Forse l’unica cosa controcorrente sono i testi e qualche influenza/miscuglio che è stato inserito nei brani, a livello musicale. Ma la forma alla fine non è così innovativa visto che l’hardcore Punk viene ascoltato in mezzo mondo e non è così inascoltabile alle orecchie di tanti. È triste constatare che nella musica si trovi a fatica un punto di vista umano e anticapitalista, un’analisi che sia alla portata di tutti e tutte, un sentimento di rivalsa che riesca a essere percepito e abbracciato. Questo succede perché non si prova neanche più a farlo, è più facile – come faccio anch’io nella gran parte della roba che ho scritto – parlare delle situazioni personali, che non rivolgersi a quelli che abbiamo intorno, a spronare a migliorarci e a “riprenderci”. Ovvio che questo ep non cambierà nulla, anzi, essendoci anche poca sperimentazione, non verranno neanche percepiti i contenuti. Dovremmo fare di più, per far sì che la cultura rinsavisca e che ci sia un confronto onesto, sincero e costruttivo.
In generale, dunque, come vedi lo scenario musicale italiano? Ci riferiamo ovviamente al Rock indipendente al di fuori dei circuiti mainstream.
Scenario musicale generale di classifica brutto, scenario musicale underground bellissimo. Di recente, con altri ragazzi e ragazze, ho avuto la fortuna di partecipare alla costruzione di “Electric Capital”, una rivista/fanzine che offre una visione, per quanto parziale, perché di band rilevanti a Roma ce ne sono davvero tantissime, di quanto sia articolato e interessante il panorama underground capitolino, stampata grazie a Electa Mondadori e in coordinamento col public program della mostra “Favoloso Calvino” a cui ha lavorato Giulio Pantalei (cantante dei Panta). Non che ci fosse bisogno di lavorare a una rivista per comprendere che l’underground è messo bene, ma di certo ora è ancor più chiaro di quanta sia la distanza di spessore culturale tra l’underground e il panorama musicale nazionalpopolare italiano, visto che quest’ultimo esprime solo banalità e dubbio gusto estetico-artistico, se così vogliamo chiamarlo. Quindi, per rispondere: come sempre, la musica bella c’è, di certo non si trova in classifica.

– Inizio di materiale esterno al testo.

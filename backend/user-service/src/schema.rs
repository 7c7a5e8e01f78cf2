//! Write-database bootstrap. Runs at startup; failure is fatal.

use sqlx::MySqlPool;
use tracing::info;

pub async fn ensure_tables(pool: &MySqlPool) -> Result<(), sqlx::Error> {
    sqlx::query(
        r#"
        CREATE TABLE IF NOT EXISTS users (
            id BIGINT UNSIGNED NOT NULL AUTO_INCREMENT,
            name VARCHAR(255) NOT NULL,
            email VARCHAR(255) NOT NULL,
            created_at DATETIME(6) NOT NULL,
            PRIMARY KEY (id),
            UNIQUE KEY uniq_users_email (email)
        )
        "#,
    )
    .execute(pool)
    .await?;

    sqlx::query(
        r#"
        CREATE TABLE IF NOT EXISTS outbox (
            id BIGINT UNSIGNED NOT NULL AUTO_INCREMENT,
            aggregate VARCHAR(64) NOT NULL,
            event_type VARCHAR(64) NOT NULL,
            payload JSON NOT NULL,
            headers JSON NULL,
            created_at DATETIME(6) NOT NULL,
            processed_at DATETIME(6) NULL,
            PRIMARY KEY (id),
            KEY idx_outbox_pending (processed_at, created_at)
        )
        "#,
    )
    .execute(pool)
    .await?;

    info!("database schema ensured");
    Ok(())
}
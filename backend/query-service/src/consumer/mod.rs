mod event_consumer;

pub use event_consumer::{EventRouter, TopicHandler};
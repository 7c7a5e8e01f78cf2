use futures::stream::TryStreamExt;
use mongodb::bson::{doc, DateTime};
use mongodb::options::{FindOptions, ReplaceOptions};
use mongodb::{Collection, Database};

use event_schema::{UserCreated, UserUpdated};

use crate::views::UserView;

type MongoResult<T> = Result<T, mongodb::error::Error>;

/// Maintains `views.users`.
pub struct UserProjection {
    collection: Collection<UserView>,
}

impl UserProjection {
    pub fn new(db: &Database) -> Self {
        Self {
            collection: db.collection("views.users"),
        }
    }

    /// Replace-with-upsert keyed by id, so replaying the event does not
    /// error on a duplicate key.
    pub async fn handle_user_created(&self, event: &UserCreated) -> MongoResult<()> {
        let view = UserView {
            id: event.user.id as i64,
            name: event.user.name.clone(),
            email: event.user.email.clone(),
            created_at: DateTime::from_chrono(event.meta.occurred_at),
            updated_at: DateTime::now(),
        };

        self.collection
            .replace_one(
                doc! { "_id": view.id },
                &view,
                ReplaceOptions::builder().upsert(true).build(),
            )
            .await?;
        Ok(())
    }

    pub async fn handle_user_updated(&self, event: &UserUpdated) -> MongoResult<()> {
        self.collection
            .update_one(
                doc! { "_id": event.user.id as i64 },
                doc! {
                    "$set": {
                        "name": &event.user.name,
                        "email": &event.user.email,
                        "updated_at": DateTime::now(),
                    }
                },
                None,
            )
            .await?;
        Ok(())
    }

    pub async fn get_by_id(&self, id: i64) -> MongoResult<Option<UserView>> {
        self.collection.find_one(doc! { "_id": id }, None).await
    }

    pub async fn list(&self) -> MongoResult<Vec<UserView>> {
        let options = FindOptions::builder().sort(doc! { "_id": 1 }).build();
        let cursor = self.collection.find(doc! {}, options).await?;
        cursor.try_collect().await
    }
}
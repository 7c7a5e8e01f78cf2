mod orders;

pub use orders::{
    cancel_order, create_order, get_order, health, list_orders, pay_order, CancelOrderRequest,
    CreateOrderItem, CreateOrderRequest, OrderResponse,
};
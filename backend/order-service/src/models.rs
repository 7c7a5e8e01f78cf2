use chrono::{DateTime, Utc};
use serde::{Deserialize, Serialize};
use sqlx::FromRow;

use crate::error::AppError;

/// Order lifecycle. `CREATED → PAID` and `CREATED → CANCELED` are the only
/// transitions; `PAID` and `CANCELED` are terminal.
#[derive(Debug, Clone, Copy, PartialEq, Eq, Serialize, Deserialize, sqlx::Type)]
#[serde(rename_all = "UPPERCASE")]
#[sqlx(rename_all = "UPPERCASE")]
pub enum OrderStatus {
    Created,
    Paid,
    Canceled,
}

impl OrderStatus {
    pub fn as_str(&self) -> &'static str {
        match self {
            OrderStatus::Created => "CREATED",
            OrderStatus::Paid => "PAID",
            OrderStatus::Canceled => "CANCELED",
        }
    }
}

/// A row in the `orders` table.
#[derive(Debug, Clone, Serialize, Deserialize, FromRow)]
pub struct Order {
    pub id: u64,
    pub user_id: u64,
    pub status: OrderStatus,
    pub total_amount: f64,
    pub created_at: DateTime<Utc>,
}

impl Order {
    pub fn pay(&mut self) -> Result<(), AppError> {
        match self.status {
            OrderStatus::Created => {
                self.status = OrderStatus::Paid;
                Ok(())
            }
            other => Err(AppError::IllegalTransition {
                order_id: self.id,
                status: other.as_str().to_string(),
            }),
        }
    }

    pub fn cancel(&mut self) -> Result<(), AppError> {
        match self.status {
            OrderStatus::Canceled => Err(AppError::AlreadyCanceled(self.id)),
            OrderStatus::Paid => Err(AppError::PaidNotCancellable(self.id)),
            OrderStatus::Created => {
                self.status = OrderStatus::Canceled;
                Ok(())
            }
        }
    }
}

/// A row in the `order_products` table.
#[derive(Debug, Clone, Serialize, Deserialize, FromRow)]
pub struct OrderItem {
    pub order_id: u64,
    pub product_id: u64,
    pub quantity: i32,
    pub unit_price: f64,
}

/// An item of an order being created, before ids are assigned.
#[derive(Debug, Clone)]
pub struct NewOrderItem {
    pub product_id: u64,
    pub quantity: i32,
    pub unit_price: f64,
}

/// Order total: sum of quantity × unit price over the items.
pub fn total_amount(items: &[NewOrderItem]) -> f64 {
    items
        .iter()
        .map(|item| item.quantity as f64 * item.unit_price)
        .sum()
}

#[cfg(test)]
mod tests {
    use super::*;

    fn order(status: OrderStatus) -> Order {
        Order {
            id: 1,
            user_id: 7,
            status,
            total_amount: 20.0,
            created_at: Utc::now(),
        }
    }

    #[test]
    fn created_order_can_be_paid() {
        let mut o = order(OrderStatus::Created);
        o.pay().unwrap();
        assert_eq!(o.status, OrderStatus::Paid);
    }

    #[test]
    fn paid_and_canceled_are_terminal_for_pay() {
        let mut paid = order(OrderStatus::Paid);
        assert!(matches!(
            paid.pay(),
            Err(AppError::IllegalTransition { .. })
        ));

        let mut canceled = order(OrderStatus::Canceled);
        assert!(matches!(
            canceled.pay(),
            Err(AppError::IllegalTransition { .. })
        ));
    }

    #[test]
    fn created_order_can_be_canceled() {
        let mut o = order(OrderStatus::Created);
        o.cancel().unwrap();
        assert_eq!(o.status, OrderStatus::Canceled);
    }

    #[test]
    fn cancel_is_rejected_in_terminal_states() {
        let mut canceled = order(OrderStatus::Canceled);
        assert!(matches!(canceled.cancel(), Err(AppError::AlreadyCanceled(1))));

        let mut paid = order(OrderStatus::Paid);
        assert!(matches!(paid.cancel(), Err(AppError::PaidNotCancellable(1))));
    }

    #[test]
    fn total_is_the_sum_over_items() {
        let items = vec![
            NewOrderItem {
                product_id: 1,
                quantity: 2,
                unit_price: 10.0,
            },
            NewOrderItem {
                product_id: 2,
                quantity: 1,
                unit_price: 5.5,
            },
        ];
        assert_eq!(total_amount(&items), 25.5);
        assert_eq!(total_amount(&[]), 0.0);
    }

    #[test]
    fn status_serializes_uppercase() {
        assert_eq!(
            serde_json::to_string(&OrderStatus::Created).unwrap(),
            r#""CREATED""#
        );
        let status: OrderStatus = serde_json::from_str(r#""PAID""#).unwrap();
        assert_eq!(status, OrderStatus::Paid);
    }
}
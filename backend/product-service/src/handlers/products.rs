//! HTTP endpoints for the product aggregate.

use actix_web::{web, HttpResponse};
use chrono::Utc;
use serde::Deserialize;
use std::sync::Arc;

use crate::db::ProductRepository;
use crate::error::{AppError, Result};
use crate::services::{ProductService, UpdateProduct};

#[derive(Debug, Deserialize)]
pub struct CreateProductRequest {
    pub name: String,
    pub price: f64,
    pub stock: i32,
}

#[derive(Debug, Deserialize)]
pub struct UpdateProductRequest {
    pub name: Option<String>,
    pub price: Option<f64>,
    pub stock: Option<i32>,
}

pub async fn health() -> HttpResponse {
    HttpResponse::Ok().json(serde_json::json!({
        "status": "ok",
        "timestamp": Utc::now().to_rfc3339(),
    }))
}

pub async fn create_product(
    service: web::Data<ProductService>,
    req: web::Json<CreateProductRequest>,
) -> Result<HttpResponse> {
    let name = req.name.trim();
    if name.is_empty() {
        return Err(AppError::Validation("name is required".into()));
    }
    if req.price < 0.0 {
        return Err(AppError::Validation("price cannot be negative".into()));
    }
    if req.stock < 0 {
        return Err(AppError::Validation("stock cannot be negative".into()));
    }

    let product = service.create_product(name, req.price, req.stock).await?;
    Ok(HttpResponse::Created().json(product))
}

pub async fn update_product(
    service: web::Data<ProductService>,
    id: web::Path<u64>,
    req: web::Json<UpdateProductRequest>,
) -> Result<HttpResponse> {
    let req = req.into_inner();
    if req.name.is_none() && req.price.is_none() && req.stock.is_none() {
        return Err(AppError::Validation("nothing to update".into()));
    }

    let product = service
        .update_product(
            *id,
            UpdateProduct {
                name: req.name,
                price: req.price,
                stock: req.stock,
            },
        )
        .await?;
    Ok(HttpResponse::Ok().json(product))
}

pub async fn get_product(
    repo: web::Data<Arc<ProductRepository>>,
    id: web::Path<u64>,
) -> Result<HttpResponse> {
    let product = repo.get_by_id(*id).await?;
    Ok(HttpResponse::Ok().json(product))
}

pub async fn list_products(repo: web::Data<Arc<ProductRepository>>) -> Result<HttpResponse> {
    let products = repo.list().await?;
    Ok(HttpResponse::Ok().json(products))
}
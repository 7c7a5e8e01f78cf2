//! HTTP endpoints for the user aggregate.

use actix_web::{web, HttpResponse};
use chrono::Utc;
use serde::Deserialize;

use crate::db::UserRepository;
use crate::error::{AppError, Result};
use crate::services::{UpdateUser, UserService};

#[derive(Debug, Deserialize)]
pub struct CreateUserRequest {
    pub name: String,
    pub email: String,
}

#[derive(Debug, Deserialize)]
pub struct UpdateUserRequest {
    pub name: Option<String>,
    pub email: Option<String>,
}

pub async fn health() -> HttpResponse {
    HttpResponse::Ok().json(serde_json::json!({
        "status": "ok",
        "timestamp": Utc::now().to_rfc3339(),
    }))
}

pub async fn create_user(
    service: web::Data<UserService>,
    req: web::Json<CreateUserRequest>,
) -> Result<HttpResponse> {
    let name = req.name.trim();
    let email = req.email.trim();
    if name.is_empty() || email.is_empty() {
        return Err(AppError::Validation("name and email are required".into()));
    }

    let user = service.create_user(name, email).await?;
    Ok(HttpResponse::Created().json(user))
}

pub async fn update_user(
    service: web::Data<UserService>,
    id: web::Path<u64>,
    req: web::Json<UpdateUserRequest>,
) -> Result<HttpResponse> {
    let req = req.into_inner();
    if req.name.is_none() && req.email.is_none() {
        return Err(AppError::Validation("nothing to update".into()));
    }

    let user = service
        .update_user(
            *id,
            UpdateUser {
                name: req.name,
                email: req.email,
            },
        )
        .await?;
    Ok(HttpResponse::Ok().json(user))
}

pub async fn get_user(repo: web::Data<UserRepository>, id: web::Path<u64>) -> Result<HttpResponse> {
    let user = repo.get_by_id(*id).await?;
    Ok(HttpResponse::Ok().json(user))
}

pub async fn list_users(repo: web::Data<UserRepository>) -> Result<HttpResponse> {
    let users = repo.list().await?;
    Ok(HttpResponse::Ok().json(users))
}
//! Shape tests for the order projection: denormalised snapshots, the
//! out-of-order back-fill placeholder, and document round-trips.

use std::collections::HashMap;

use event_schema::{OrderCreated, OrderData, OrderItemData};
use mongodb::bson::DateTime;
use query_service::views::{OrderView, ProductView, UserView};

fn order_created_event() -> OrderCreated {
    OrderCreated::new(OrderData {
        id: 1,
        user_id: 7,
        status: "CREATED".to_string(),
        total_amount: 20.0,
        items: vec![OrderItemData {
            product_id: 3,
            quantity: 2,
            unit_price: 10.0,
        }],
    })
}

fn user_view() -> UserView {
    UserView {
        id: 7,
        name: "A".to_string(),
        email: "a@x".to_string(),
        created_at: DateTime::now(),
        updated_at: DateTime::now(),
    }
}

fn product_view() -> ProductView {
    ProductView {
        id: 3,
        name: "P".to_string(),
        price: 10.0,
        stock: 5,
        created_at: DateTime::now(),
        updated_at: DateTime::now(),
    }
}

#[test]
fn order_view_embeds_known_snapshots() {
    let event = order_created_event();
    let mut products = HashMap::new();
    products.insert(3i64, product_view());

    let view = OrderView::from_event(&event, Some(&user_view()), &products);

    assert_eq!(view.id, 1);
    assert_eq!(view.status, "CREATED");
    assert_eq!(view.user.name, "A");
    assert_eq!(view.items.len(), 1);
    assert_eq!(view.items[0].product.name, "P");
    assert_eq!(view.items[0].product.stock, 5);
    assert!(view.paid_at.is_none());
}

#[test]
fn out_of_order_arrival_leaves_blank_snapshots() {
    // order.created consumed before user.created / product.created.
    let event = order_created_event();
    let view = OrderView::from_event(&event, None, &HashMap::new());

    assert_eq!(view.user.id, 7);
    assert!(view.user.name.is_empty());
    assert!(view.user.email.is_empty());
    assert_eq!(view.items[0].product.id, 3);
    assert!(view.items[0].product.name.is_empty());
}

#[test]
fn order_view_round_trips_through_bson() {
    let event = order_created_event();
    let mut products = HashMap::new();
    products.insert(3i64, product_view());
    let view = OrderView::from_event(&event, Some(&user_view()), &products);

    let doc = mongodb::bson::to_document(&view).unwrap();
    assert_eq!(doc.get_i64("_id").unwrap(), 1);

    let back: OrderView = mongodb::bson::from_document(doc).unwrap();
    assert_eq!(back.id, view.id);
    assert_eq!(back.user.email, "a@x");
    assert_eq!(back.items[0].quantity, 2);
}

#[test]
fn replaying_the_event_builds_an_identical_document() {
    let event = order_created_event();
    let mut products = HashMap::new();
    products.insert(3i64, product_view());

    let first = OrderView::from_event(&event, Some(&user_view()), &products);
    let second = OrderView::from_event(&event, Some(&user_view()), &products);

    // updated_at moves with the wall clock; everything derived from the
    // event and snapshots is byte-equal.
    assert_eq!(
        mongodb::bson::to_bson(&first.items).unwrap(),
        mongodb::bson::to_bson(&second.items).unwrap()
    );
    assert_eq!(first.status, second.status);
    assert_eq!(first.total_amount, second.total_amount);
    assert_eq!(first.created_at, second.created_at);
}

Sono usciti adesso quattro brani. Ci saranno delle nuove uscite di cui ci vuoi parlare?
A fine febbraio dovrebbe uscire il nuovo album “Time Runs Out”, registrato con una parte degli Asteroids e che suonerò live con loro. Sarà l’ultima sorpresa di quest’anno, visto che ho fatto uscire due brani in sardo e un ep di cinque brani hc-punk. Ci sono già idee per il futuro, ma intanto preferiamo concentrarci a portare il nuovo album in giro, magari ci scapperà anche qualche live incentrato su questo ep punk. Di certo, abbiamo materiale per divertirci sul palco.